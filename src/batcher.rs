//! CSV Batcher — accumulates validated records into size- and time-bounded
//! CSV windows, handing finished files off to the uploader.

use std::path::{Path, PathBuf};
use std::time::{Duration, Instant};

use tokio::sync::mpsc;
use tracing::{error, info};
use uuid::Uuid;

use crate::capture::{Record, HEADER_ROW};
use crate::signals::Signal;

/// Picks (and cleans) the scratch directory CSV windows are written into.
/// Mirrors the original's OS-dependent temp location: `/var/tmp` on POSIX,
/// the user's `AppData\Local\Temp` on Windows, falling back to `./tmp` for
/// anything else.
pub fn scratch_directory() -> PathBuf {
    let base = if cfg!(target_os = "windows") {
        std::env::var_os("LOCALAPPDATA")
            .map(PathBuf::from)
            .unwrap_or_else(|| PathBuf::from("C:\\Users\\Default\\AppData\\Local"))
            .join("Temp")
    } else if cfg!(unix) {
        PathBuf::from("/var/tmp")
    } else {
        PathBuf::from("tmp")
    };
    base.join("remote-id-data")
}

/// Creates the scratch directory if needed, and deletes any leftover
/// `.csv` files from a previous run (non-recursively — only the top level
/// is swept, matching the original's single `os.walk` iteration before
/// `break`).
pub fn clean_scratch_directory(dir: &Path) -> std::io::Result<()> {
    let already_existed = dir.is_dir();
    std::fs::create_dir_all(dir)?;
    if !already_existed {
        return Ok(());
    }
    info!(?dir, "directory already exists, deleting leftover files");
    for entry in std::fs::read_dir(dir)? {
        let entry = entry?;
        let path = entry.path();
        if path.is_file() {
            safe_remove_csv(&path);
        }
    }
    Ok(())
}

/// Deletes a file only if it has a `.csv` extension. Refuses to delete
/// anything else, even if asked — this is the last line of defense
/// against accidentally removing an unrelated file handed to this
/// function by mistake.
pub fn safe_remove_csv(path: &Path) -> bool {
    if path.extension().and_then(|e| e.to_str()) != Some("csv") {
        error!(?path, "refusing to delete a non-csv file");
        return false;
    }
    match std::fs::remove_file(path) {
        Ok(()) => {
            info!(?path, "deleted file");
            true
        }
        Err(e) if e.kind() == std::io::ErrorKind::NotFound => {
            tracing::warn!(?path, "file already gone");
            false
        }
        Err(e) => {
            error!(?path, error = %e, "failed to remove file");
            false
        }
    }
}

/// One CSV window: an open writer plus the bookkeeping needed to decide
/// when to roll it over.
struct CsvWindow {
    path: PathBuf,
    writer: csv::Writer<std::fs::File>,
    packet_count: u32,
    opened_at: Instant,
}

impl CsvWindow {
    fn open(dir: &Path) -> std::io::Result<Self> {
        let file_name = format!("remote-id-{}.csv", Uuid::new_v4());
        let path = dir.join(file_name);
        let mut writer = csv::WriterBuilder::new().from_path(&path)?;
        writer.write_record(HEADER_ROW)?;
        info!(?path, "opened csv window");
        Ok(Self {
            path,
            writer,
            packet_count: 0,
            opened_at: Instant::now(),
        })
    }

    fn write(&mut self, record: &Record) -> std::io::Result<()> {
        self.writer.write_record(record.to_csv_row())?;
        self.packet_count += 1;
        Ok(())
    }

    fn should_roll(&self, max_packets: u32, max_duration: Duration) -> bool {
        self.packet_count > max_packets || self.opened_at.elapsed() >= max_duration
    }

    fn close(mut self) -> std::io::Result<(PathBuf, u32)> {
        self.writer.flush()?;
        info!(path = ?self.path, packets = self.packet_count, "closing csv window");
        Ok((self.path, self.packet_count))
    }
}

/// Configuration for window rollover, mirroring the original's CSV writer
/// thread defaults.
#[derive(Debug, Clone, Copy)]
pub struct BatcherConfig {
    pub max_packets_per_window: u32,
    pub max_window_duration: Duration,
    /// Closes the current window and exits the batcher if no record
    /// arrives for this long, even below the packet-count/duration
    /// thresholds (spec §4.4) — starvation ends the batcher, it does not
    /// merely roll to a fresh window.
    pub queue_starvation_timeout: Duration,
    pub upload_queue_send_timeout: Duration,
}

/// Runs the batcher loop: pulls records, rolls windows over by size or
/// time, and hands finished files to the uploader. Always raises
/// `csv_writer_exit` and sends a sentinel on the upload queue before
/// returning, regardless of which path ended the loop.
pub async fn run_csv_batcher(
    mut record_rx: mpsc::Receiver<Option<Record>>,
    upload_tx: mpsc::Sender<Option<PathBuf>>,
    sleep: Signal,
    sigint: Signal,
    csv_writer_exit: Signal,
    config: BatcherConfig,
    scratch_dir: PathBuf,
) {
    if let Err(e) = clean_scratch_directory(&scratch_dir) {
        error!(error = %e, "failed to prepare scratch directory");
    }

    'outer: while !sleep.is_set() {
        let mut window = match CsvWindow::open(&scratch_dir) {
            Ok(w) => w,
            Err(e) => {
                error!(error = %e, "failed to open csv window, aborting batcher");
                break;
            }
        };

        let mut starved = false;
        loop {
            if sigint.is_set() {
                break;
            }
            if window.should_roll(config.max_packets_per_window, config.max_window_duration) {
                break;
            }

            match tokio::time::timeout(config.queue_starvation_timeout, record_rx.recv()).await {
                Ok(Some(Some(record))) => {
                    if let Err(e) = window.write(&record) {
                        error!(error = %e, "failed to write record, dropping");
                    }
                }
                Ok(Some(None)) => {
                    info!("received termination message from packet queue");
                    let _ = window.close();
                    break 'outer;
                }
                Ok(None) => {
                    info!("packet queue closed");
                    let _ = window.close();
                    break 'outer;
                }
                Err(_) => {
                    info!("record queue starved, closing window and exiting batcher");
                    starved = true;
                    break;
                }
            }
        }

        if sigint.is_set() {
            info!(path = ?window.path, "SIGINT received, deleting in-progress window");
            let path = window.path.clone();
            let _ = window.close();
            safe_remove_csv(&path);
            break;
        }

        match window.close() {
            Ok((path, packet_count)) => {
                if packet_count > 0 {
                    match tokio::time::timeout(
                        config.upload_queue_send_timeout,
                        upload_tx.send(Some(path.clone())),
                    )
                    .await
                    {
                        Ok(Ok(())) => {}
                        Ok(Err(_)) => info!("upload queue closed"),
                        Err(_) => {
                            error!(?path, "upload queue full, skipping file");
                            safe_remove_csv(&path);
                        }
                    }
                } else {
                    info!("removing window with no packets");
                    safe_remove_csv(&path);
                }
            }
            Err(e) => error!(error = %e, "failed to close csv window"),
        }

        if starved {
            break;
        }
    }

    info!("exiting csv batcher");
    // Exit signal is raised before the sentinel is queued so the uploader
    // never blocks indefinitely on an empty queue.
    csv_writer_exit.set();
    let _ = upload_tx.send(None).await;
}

What is required: In the records above, which lines hold the string "finished"? Copy each one.

Answer box:
//! CSV windows, handing finished files off to the uploader.
/// time, and hands finished files to the uploader. Always raises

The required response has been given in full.